So…Not making demands if the other person doesn’t respond favorably? That kind of self-control? Sorry for being dense.
 
So…Not making demands if the other person doesn’t respond favorably? That kind of self-control? Sorry for being dense.
not making demands at all. to be willing to give of oneself by controlling one’s passions is a great gift with great fruits, as HV asserts…
 
Wow, daily sex. My husband and I are newlyweds and I think my husband would even protest at the idea of having sex daily. I think its a sad thing when you reduce the marital embrace to a physical ritualistic chore the married couples perform.

This is overall how I see it. The unity husband and wife are supposed to strive toward is one of mutual love, where you truly do learn to love each other as if you were one person. That is to say that we’re called to love our neighbor as ourselves, but the difficulty is that we experience our own sufferings and joys much more directly than we do the suffering and joys of others. We tend to thus accomidate our own wants, desires and needs ahead of others. In marriage, the goal is to strive to mutually consider your needs together as a couple. Thus the sexual unity isn’t about one spouse’s needs being put above the other spouses needs because one spouse is the “leader.” and the other isn’t. Nor is the sexual unity about mutually conforming to a daily sex night so that neither of your needs and desires are considered. It is rather about striving to truly be one and thus growing to make the unity of your marriage stronger. For both spouses, this may mean having sex on days where only the other person really wants it. It may mean not having sex when you want it because you mutually put the needs of the other spouse ahead of the desire to have sex. Part of what can go into this consideration is the fertility of the woman. But it could be other things as well related to mental wellbeing, physical well being, etc. The key is to love.

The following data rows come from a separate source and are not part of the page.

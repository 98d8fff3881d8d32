// Copyright Kani Contributors
// SPDX-License-Identifier: Apache-2.0 OR MIT

//! End-to-end checks of the SSA form of small functions.

use goto_ir::goto_program::{
    DatatypeComponent, Expr, GotoFunction, GotoProgram, Instruction, Loc, Location, Symbol,
    SymbolTable, Type,
};
use local_ssa::domain::Def;
use local_ssa::{
    DynamicObjectAllocation, LocalSsa, Phase, PointsToMap, SsaError, SsaObject, SsaOptions,
};

fn int() -> Type {
    Type::c_int()
}

fn int_const(i: i64) -> Expr {
    Expr::int_constant(i, int())
}

fn x() -> Expr {
    Expr::symbol_expression("x", int())
}

fn y() -> Expr {
    Expr::symbol_expression("y", int())
}

fn c() -> Expr {
    Expr::symbol_expression("c", Type::bool())
}

fn symbol_table() -> SymbolTable {
    let l = Location::none();
    let mut st = SymbolTable::new();
    st.insert(Symbol::aggregate_type(Type::struct_type(
        "point",
        vec![DatatypeComponent::field("x", int()), DatatypeComponent::field("y", int())],
    )));
    st.insert(Symbol::static_variable("g", "g", int(), l));
    st.insert(Symbol::variable("x", "x", int(), l));
    st.insert(Symbol::variable("y", "y", int(), l));
    st.insert(Symbol::variable("c", "c", Type::bool(), l));
    st
}

fn function(instructions: Vec<Instruction>) -> GotoFunction {
    GotoFunction::new("f", GotoProgram::new(instructions))
}

fn equalities(ssa: &LocalSsa, loc: usize) -> Vec<String> {
    ssa.node_at(Loc::new(loc))
        .map(|node| node.equalities.iter().map(ToString::to_string).collect())
        .unwrap_or_default()
}

fn stream(ssa: &LocalSsa) -> Vec<String> {
    let mut out: Vec<Expr> = vec![];
    ssa.emit_to(&mut out);
    out.iter().map(ToString::to_string).collect()
}

/// `0: if !c goto 3; 1: x = 1; 2: goto 4; 3: x = 2; 4: skip; 5: END`
fn diamond() -> GotoFunction {
    let l = Location::none();
    function(vec![
        Instruction::goto(c().not(), Loc::new(3), l),
        Instruction::assign(x(), int_const(1), l),
        Instruction::goto(Expr::bool_true(), Loc::new(4), l),
        Instruction::assign(x(), int_const(2), l),
        Instruction::skip(l),
        Instruction::end_function(l),
    ])
}

/// `0: if !c goto 3; 1: x = x + 1; 2: goto 0; 3: END`
fn counting_loop() -> GotoFunction {
    let l = Location::none();
    function(vec![
        Instruction::goto(c().not(), Loc::new(3), l),
        Instruction::assign(x(), x().plus(int_const(1)), l),
        Instruction::goto(Expr::bool_true(), Loc::new(0), l),
        Instruction::end_function(l),
    ])
}

#[test]
fn straight_line_code() {
    let st = symbol_table();
    let l = Location::none();
    let f = function(vec![
        Instruction::assign(x(), int_const(1), l),
        Instruction::assign(y(), x().plus(int_const(1)), l),
        Instruction::end_function(l),
    ]);
    let ssa = LocalSsa::build(&f, &st, SsaOptions::default()).unwrap();
    assert_eq!(stream(&ssa), vec!["x#0 == 1", "ssa::$guard#0 == true", "y#1 == (x#0 + 1)"]);
    for loc in 0..3 {
        assert_eq!(ssa.analysis().phis_at(Loc::new(loc)).count(), 0);
    }
    // The whole function shares the entry guard.
    assert_eq!(ssa.guard_symbol(Loc::new(1)).to_string(), "ssa::$guard#0");
    assert_eq!(ssa.phase(), Phase::Assertions);
}

#[test]
fn branches_merge_in_a_phi() {
    let st = symbol_table();
    let f = diamond();
    let ssa = LocalSsa::build(&f, &st, SsaOptions::default()).unwrap();
    assert_eq!(
        equalities(&ssa, 0),
        vec!["ssa::$cond#0 == (!c#in)", "ssa::$guard#0 == true"]
    );
    assert_eq!(
        equalities(&ssa, 1),
        vec!["x#1 == 1", "ssa::$guard#1 == (ssa::$guard#0 && (!ssa::$cond#0))"]
    );
    assert_eq!(equalities(&ssa, 2), vec!["ssa::$cond#2 == true"]);
    assert_eq!(
        equalities(&ssa, 3),
        vec!["x#3 == 2", "ssa::$guard#3 == (ssa::$guard#0 && ssa::$cond#0)"]
    );
    assert_eq!(
        equalities(&ssa, 4),
        vec![
            "x#phi4 == (ssa::$guard#3 ? x#3 : x#1)",
            "ssa::$guard#4 == ((ssa::$guard#1 && ssa::$cond#2) || ssa::$guard#3)",
        ]
    );
    assert!(ssa.node_at(Loc::new(5)).is_none());
}

#[test]
fn goto_to_the_next_location_falls_through() {
    let mut st = symbol_table();
    let l = Location::none();
    st.insert(Symbol::variable("d", "d", Type::bool(), l));
    let d = Expr::symbol_expression("d", Type::bool());
    // 0: if c goto 3; 1: x = 1; 2: if d goto 3; 3: y = x; 4: END
    let f = function(vec![
        Instruction::goto(c(), Loc::new(3), l),
        Instruction::assign(x(), int_const(1), l),
        Instruction::goto(d, Loc::new(3), l),
        Instruction::assign(y(), x(), l),
        Instruction::end_function(l),
    ]);
    let ssa = LocalSsa::build(&f, &st, SsaOptions::default()).unwrap();
    assert_eq!(equalities(&ssa, 2), vec!["ssa::$cond#2 == d#in"]);
    // Location 3 is reached from 2 whatever the value of `d`, so the phi must not depend on it.
    assert_eq!(
        equalities(&ssa, 3),
        vec![
            "x#phi3 == (ssa::$guard#1 ? x#1 : x#in)",
            "y#3 == x#phi3",
            "ssa::$guard#3 == ((ssa::$guard#0 && ssa::$cond#0) || ssa::$guard#1)",
        ]
    );
    assert_eq!(ssa.edge_guard(Loc::new(2), Loc::new(3)).to_string(), "ssa::$guard#1");
    assert_eq!(
        ssa.edge_guard(Loc::new(0), Loc::new(3)).to_string(),
        "ssa::$guard#0 && ssa::$cond#0"
    );
    assert_eq!(ssa.edge_guard(Loc::new(1), Loc::new(3)).to_string(), "false");
}

#[test]
fn loops_select_their_back_edge() {
    let st = symbol_table();
    let f = counting_loop();
    let ssa = LocalSsa::build(&f, &st, SsaOptions::default()).unwrap();
    assert_eq!(
        equalities(&ssa, 0),
        vec![
            "x#phi0 == (ssa::$guard#ls2 ? x#lb2 : x#in)",
            "ssa::$cond#0 == (!c#in)",
            "ssa::$guard#0 == (true || ssa::$guard#ls2)",
        ]
    );
    assert_eq!(
        equalities(&ssa, 1),
        vec!["x#1 == (x#phi0 + 1)", "ssa::$guard#1 == (ssa::$guard#0 && (!ssa::$cond#0))"]
    );
    assert_eq!(equalities(&ssa, 3), vec!["ssa::$guard#3 == (ssa::$guard#0 && ssa::$cond#0)"]);

    // The value leaving the loop is the merged one.
    let x_index = ssa.objects().index_of("x".into()).unwrap();
    assert_eq!(ssa.analysis().def(Loc::new(3), x_index), Def::Phi(Loc::new(0)));
    let object = SsaObject::new(&x(), &st).unwrap();
    assert_eq!(ssa.read_node_in(&object, Loc::new(0)).to_string(), "x#lb0");
    assert_eq!(ssa.read_node_in(&object, Loc::new(1)).to_string(), "x#phi0");
}

#[test]
fn assertions_become_constraints() {
    let st = symbol_table();
    let l = Location::none();
    let f = function(vec![
        Instruction::assign(x(), int_const(1), l),
        Instruction::assert(x().gt(int_const(0)), Some("positive"), l),
        Instruction::end_function(l),
    ]);
    let options = SsaOptions::default().with_assertions_to_constraints(true);
    let ssa = LocalSsa::build(&f, &st, options).unwrap();
    let assertion = "ssa::$guard#0 ==> (x#0 > 0)";
    assert_eq!(ssa.assertion(Loc::new(1)).unwrap().to_string(), assertion);
    assert!(ssa.assertion(Loc::new(0)).is_none());
    assert!(stream(&ssa).contains(&assertion.to_string()));
    assert_eq!(ssa.phase(), Phase::AssertionConstraints);

    // Without the option the assertion stays out of the stream.
    let ssa = LocalSsa::build(&f, &st, SsaOptions::default()).unwrap();
    assert_eq!(ssa.assertion(Loc::new(1)).unwrap().to_string(), assertion);
    assert!(!stream(&ssa).contains(&assertion.to_string()));
}

#[test]
fn unreachable_locations_are_guarded_by_false() {
    let st = symbol_table();
    let l = Location::none();
    let f = function(vec![
        Instruction::goto(Expr::bool_true(), Loc::new(2), l),
        Instruction::assign(y(), x(), l),
        Instruction::end_function(l),
    ]);
    let ssa = LocalSsa::build(&f, &st, SsaOptions::default()).unwrap();
    assert_eq!(equalities(&ssa, 1), vec!["y#1 == x#in", "ssa::$guard#1 == false"]);
    assert!(!ssa.analysis().is_reachable(Loc::new(1)));
}

#[test]
fn reaching_definitions_are_total() {
    let st = symbol_table();
    let f = diamond();
    let ssa = LocalSsa::build(&f, &st, SsaOptions::default()).unwrap();
    let x = ssa.objects().index_of("x".into()).unwrap();
    let c = ssa.objects().index_of("c".into()).unwrap();
    let expected = [
        Def::Input,
        Def::Input,
        Def::Assignment(Loc::new(1)),
        Def::Input,
        Def::Phi(Loc::new(4)),
        Def::Phi(Loc::new(4)),
    ];
    for (loc, def) in expected.into_iter().enumerate() {
        assert_eq!(ssa.analysis().def(Loc::new(loc), x), def, "x at {loc}");
        assert_eq!(ssa.analysis().def(Loc::new(loc), c), Def::Input, "c at {loc}");
    }
    // Only the join has a phi, and only for the object written on both sides.
    for loc in 0..6 {
        let phis: Vec<usize> = ssa.analysis().phis_at(Loc::new(loc)).map(|(o, _)| o).collect();
        assert_eq!(phis, if loc == 4 { vec![x] } else { vec![] });
    }
}

#[test]
fn calls_clobber_globals() {
    let st = symbol_table();
    let l = Location::none();
    let h = Expr::symbol_expression("h", Type::code(vec![], int()));
    let g = Expr::symbol_expression("g", int());
    let f = function(vec![
        Instruction::function_call(Some(x()), h, vec![], l),
        Instruction::assign(y(), g.plus(x()), l),
        Instruction::end_function(l),
    ]);
    let ssa = LocalSsa::build(&f, &st, SsaOptions::default()).unwrap();
    assert_eq!(equalities(&ssa, 0), vec!["x#0 == ssa::return_value0", "ssa::$guard#0 == true"]);
    assert_eq!(
        equalities(&ssa, 1),
        vec!["y#1 == (g#0 + x#0)", "ssa::$guard#1 == (ssa::$guard#0 && ssa::$cond#0)"]
    );
}

#[test]
fn suffixes_separate_instances() {
    let st = symbol_table();
    let f = counting_loop();
    let ssa = LocalSsa::build(&f, &st, SsaOptions::default().with_suffix("%1")).unwrap();
    assert_eq!(
        equalities(&ssa, 0)[0],
        "x#phi0%1 == (ssa::$guard#ls2 ? x#lb2%1 : x#in%1)"
    );
    assert_eq!(equalities(&ssa, 1)[0], "x#1%1 == (x#phi0%1 + 1)");

    let invalid = LocalSsa::build(&f, &st, SsaOptions::default().with_suffix("#"));
    assert!(matches!(invalid, Err(SsaError::InvalidOption(_))));
}

#[test]
fn renaming_is_idempotent() {
    let st = symbol_table();
    let f = diamond();
    let ssa = LocalSsa::build(&f, &st, SsaOptions::default()).unwrap();
    let loc = Loc::new(4);
    let read = ssa.read_rhs(&x().plus(y()), loc).unwrap();
    assert_eq!(read.to_string(), "x#phi4 + y#in");
    assert_eq!(ssa.read_rhs(&read, loc).unwrap(), read);
    for node in ssa.nodes().values() {
        for equality in &node.equalities {
            assert_eq!(&ssa.read_rhs(equality, loc).unwrap(), equality);
        }
    }
}

#[test]
fn pointers_resolve_to_their_targets() {
    let st = symbol_table();
    let l = Location::none();
    let p = Expr::symbol_expression("p", int().to_pointer());
    let f = function(vec![
        Instruction::assign(p.clone().dereference(), int_const(3), l),
        Instruction::assign(y(), p.dereference(), l),
        Instruction::end_function(l),
    ]);
    let targets: PointsToMap = [("p", vec!["x", "g"])].into_iter().collect();
    let mut ssa = LocalSsa::with_collaborators(
        &f,
        &st,
        &targets,
        &DynamicObjectAllocation,
        SsaOptions::default(),
    )
    .unwrap();
    ssa.build_all().unwrap();
    assert_eq!(
        equalities(&ssa, 0),
        vec![
            "x#0 == ((p#in == &x) ? 3 : x#in)",
            "g#0 == ((!(p#in == &x)) ? 3 : g#in)",
            "ssa::$guard#0 == true",
        ]
    );
    assert_eq!(equalities(&ssa, 1), vec!["y#1 == ((p#in == &x) ? x#0 : g#0)"]);
}

#[test]
fn passes_run_in_order() {
    let st = symbol_table();
    let f = diamond();
    let mut ssa = LocalSsa::new(&f, &st, SsaOptions::default()).unwrap();
    assert!(ssa.nodes().is_empty());
    assert!(matches!(ssa.build_transfer(), Err(SsaError::PhaseOrder { .. })));
    ssa.build_phi_nodes().unwrap();
    ssa.build_transfer().unwrap();
    assert!(matches!(ssa.build_phi_nodes(), Err(SsaError::PhaseOrder { .. })));
    ssa.build_all().unwrap();
    assert_eq!(ssa.phase(), Phase::Assertions);
    assert!(matches!(ssa.build_all(), Ok(())));
}

#[test]
fn malformed_programs_are_rejected() {
    let st = symbol_table();
    let l = Location::none();
    let f = function(vec![
        Instruction::goto(c(), Loc::new(7), l),
        Instruction::end_function(l),
    ]);
    let result = LocalSsa::build(&f, &st, SsaOptions::default());
    assert!(matches!(result, Err(SsaError::MalformedProgram(_))));
}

Certainly just as we have an obligation to go to Mass every Sunday and Holy Day of obligation, couples should be striving to express their love sexually at some level of regularity. But just as we don’t have an obligation to go to daily Mass, we do not have an obligation to have sex daily. Our goal should be to love God and our spouse. As such, going to some Masses during the week or Mass daily may be a particular individual’s devotion. Another individual might have a daily rosary or may pray the Liturgy of the Hours. And certainly non-Mass devotions can be added in addition to attending daily Mass, but not going to daily Mass isn’t a sin nor is it a sin to not have sex as often as possible. Sexual unity isn’t even acheived solely through the sexual act itself. The unity is gained through all the other ways you express your love to your spouse and these expressions of love can build for an experience of greater unity within the sexual act. Its the same as how you can get more out of Mass if your faith life outside of Mass is rich with devotions and love. When I went to daily Mass, I’d arrive a half hour before Mass to pray. I found doing this helped me more fully participate in the Mass. My mind wasn’t off thinking about other things I needed to get done anymore. It was fully focused on the Mass.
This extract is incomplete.